National Hockey League (NHL) trophy

The King Clancy Memorial Trophy is a sports award given annually to the National Hockey League (NHL) player who best exemplifies leadership qualities on and off the ice and who has made a significant humanitarian contribution to his community. The winner is chosen by "a special panel of representatives" from the Professional Hockey Writers' Association and the NHL Broadcasters' Association.

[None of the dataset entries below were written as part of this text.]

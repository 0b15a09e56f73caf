use guardian_core::{GuardianError, IntoGuardianError};

/// Leaf error for the DocStore facade; folds into [`GuardianError`] at
/// call sites via [`IntoGuardianError`].
#[derive(Debug, Clone, thiserror::Error)]
pub enum DocStoreError {
    #[error("docstore transport error: {0}")]
    Transport(String),

    #[error("docstore update conflicted on every retry")]
    ConflictExhausted,

    #[error("docstore: {0} not found")]
    NotFound(String),
}

impl IntoGuardianError for DocStoreError {
    fn into_guardian_error(self) -> GuardianError {
        match self {
            DocStoreError::Transport(msg) => GuardianError::Transport(msg),
            DocStoreError::ConflictExhausted => GuardianError::ConflictExhausted,
            DocStoreError::NotFound(what) => GuardianError::NotFound(what),
        }
    }
}

impl From<DocStoreError> for GuardianError {
    fn from(err: DocStoreError) -> Self {
        err.into_guardian_error()
    }
}

impl From<reqwest::Error> for DocStoreError {
    fn from(err: reqwest::Error) -> Self {
        DocStoreError::Transport(err.to_string())
    }
}
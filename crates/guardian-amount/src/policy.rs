//! Computes the signed rescale amount for a fired request-rule and clamps
//! it to keep the structure inside its allowed range.

use guardian_core::{Resource, RescaleBy};

/// Everything [`compute`] needs to know about the firing rule and the
/// structure's current state to produce a raw (pre-clamp) amount.
#[derive(Debug, Clone, Copy)]
pub struct PolicyInputs {
    /// `rule.amount`, used by the `Amount` policy.
    pub rule_amount: Option<i64>,
    /// `rule.rescale_by`; `None` falls back to `Amount` with a warning.
    pub rescale_by: Option<RescaleBy>,
    /// The resource the firing rule targets.
    pub resource: Resource,
    /// The metrics-reported usage for `resource` (may be fractional; the
    /// integer `resources[resource].usage` cache is not precise enough for
    /// the fit-to-usage formula).
    pub usage: f64,
    /// `resources[resource].current`.
    pub current: i64,
    /// `limits[resource].boundary`.
    pub boundary: i64,
    /// `resources[energy].max`, needed by the `Proportional` policy.
    pub energy_max: i64,
    /// `resources[energy].usage`, needed by the `Proportional` policy.
    pub energy_usage: f64,
    /// `Config::cpu_shares_per_watt`.
    pub cpu_shares_per_watt: i64,
}

/// The structure's allowed range, used by [`clamp`]. Clamping is skipped
/// entirely for resources in `NON_ADJUSTABLE` (just `energy`).
#[derive(Debug, Clone, Copy)]
pub struct ClampInputs {
    pub min: i64,
    pub max: i64,
    pub lower: i64,
}

/// Computes `(usage + boundary/2 + boundary) - current` using integer
/// division on the floor of `boundary/2`, matching the source's `//`
/// semantics.
fn fit_to_usage(usage: f64, boundary: i64, current: i64) -> f64 {
    usage + (boundary / 2) as f64 + boundary as f64 - current as f64
}

/// `(energy.max - energy.usage) * cpu_shares_per_watt`, driving CPU shares
/// from headroom to the energy cap.
fn proportional(energy_max: i64, energy_usage: f64, cpu_shares_per_watt: i64) -> f64 {
    (energy_max as f64 - energy_usage) * cpu_shares_per_watt as f64
}

/// Truncates a raw amount to an integer, except that a nonzero amount
/// strictly between -1 and 1 snaps to the matching sign instead of
/// truncating to zero. Prevents a rule from re-triggering indefinitely on
/// fractional rounding (testable property 3).
pub fn truncate_with_sign_snap(raw: f64) -> i64 {
    let truncated = raw.trunc() as i64;
    if truncated == 0 && raw != 0.0 {
        if raw > 0.0 {
            1
        } else {
            -1
        }
    } else {
        truncated
    }
}

/// Computes the raw, pre-clamp amount for the given policy. An unknown or
/// absent `rescale_by` falls back to the `Amount` policy (and the caller
/// should warn — this function does not log, it only reports the fallback
/// via the returned `bool`).
pub fn raw_amount(inputs: &PolicyInputs) -> (i64, bool) {
    let (raw, used_default) = match inputs.rescale_by {
        Some(RescaleBy::Amount) | None => (
            inputs.rule_amount.unwrap_or(0) as f64,
            inputs.rescale_by.is_none(),
        ),
        Some(RescaleBy::FitToUsage) => (
            fit_to_usage(inputs.usage, inputs.boundary, inputs.current),
            false,
        ),
        Some(RescaleBy::Proportional) => (
            proportional(inputs.energy_max, inputs.energy_usage, inputs.cpu_shares_per_watt),
            false,
        ),
    };
    (truncate_with_sign_snap(raw), used_default)
}

/// Clamps `amount` so that the post-application `current` stays within
/// `[min, max]` and `lower + amount >= min`. Mirrors the source's
/// single if/else-if adjustment: at most one of the two bounds is
/// corrected per call (a rule authored to violate both at once is out of
/// scope — §9 notes this is observed-source behavior, not a hard
/// guarantee for pathological inputs).
pub fn clamp(amount: i64, current: i64, clamp_inputs: ClampInputs) -> i64 {
    let expected = current + amount;
    let new_lower = clamp_inputs.lower + amount;

    if new_lower < clamp_inputs.min {
        amount + (clamp_inputs.min - new_lower)
    } else if expected > clamp_inputs.max {
        amount - (expected - clamp_inputs.max)
    } else {
        amount
    }
}

/// Computes the full signed amount: raw policy amount, then clamped
/// unless `resource` is in `NON_ADJUSTABLE` (currently only `energy`).
/// Returns the amount plus whether the caller should emit an
/// "unknown rescale_by, defaulting to amount" warning.
pub fn compute(inputs: &PolicyInputs, clamp_inputs: ClampInputs) -> (i64, bool) {
    let (raw, used_default) = raw_amount(inputs);
    let amount = if inputs.resource.is_non_adjustable() {
        raw
    } else {
        clamp(raw, inputs.current, clamp_inputs)
    };
    (amount, used_default)
}

/// If `resource` is `energy`, the rule's fallout request is rewritten to
/// target `cpu` with `for_energy = true` (see §4.5 "Energy special").
/// Returns the resource the emitted request should carry.
pub fn remap_energy_to_cpu(resource: Resource) -> (Resource, bool) {
    if resource == Resource::Energy {
        (Resource::Cpu, true)
    } else {
        (resource, false)
    }
}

The trophy is named in honour of Francis M. "King" Clancy, a former player for the original Ottawa Senators and the Toronto Maple Leafs who later went on to become a coach, referee, and team executive. The trophy was first awarded in 1988 and was presented to the NHL by Maple Leafs owner Harold Ballard, who called Clancy "one of the greatest humanitarians that ever lived". It honours similar community service as the Charlie Conacher Humanitarian Award, which was retired in 1984.

Five teams have had more than one player win the award. Three members of the Vancouver Canucks, Edmonton Oilers, Calgary Flames, New York Islanders, and Boston Bruins have won the award, while two members of the Minnesota Wild, and Detroit Red Wings have also won the award. Ray Bourque and Dave Poulin won it in consecutive years for the Boston Bruins, and Jason Zucker and Matt Dumba won it in consecutive years for the Minnesota Wild. Players from the seven different Canadian teams have won the trophy on 10 of the 28 occasions that it has been awarded. Three members each from the Edmonton Oilers, Calgary Flames, and Vancouver Canucks, as well as one each from the Montreal Canadiens, Ottawa Senators, Toronto Maple Leafs, and the original Winnipeg Jets have won the award. Henrik Sedin is the only player who has won it more than once. Henrik and his brother Daniel are the only recipients to have won the trophy jointly.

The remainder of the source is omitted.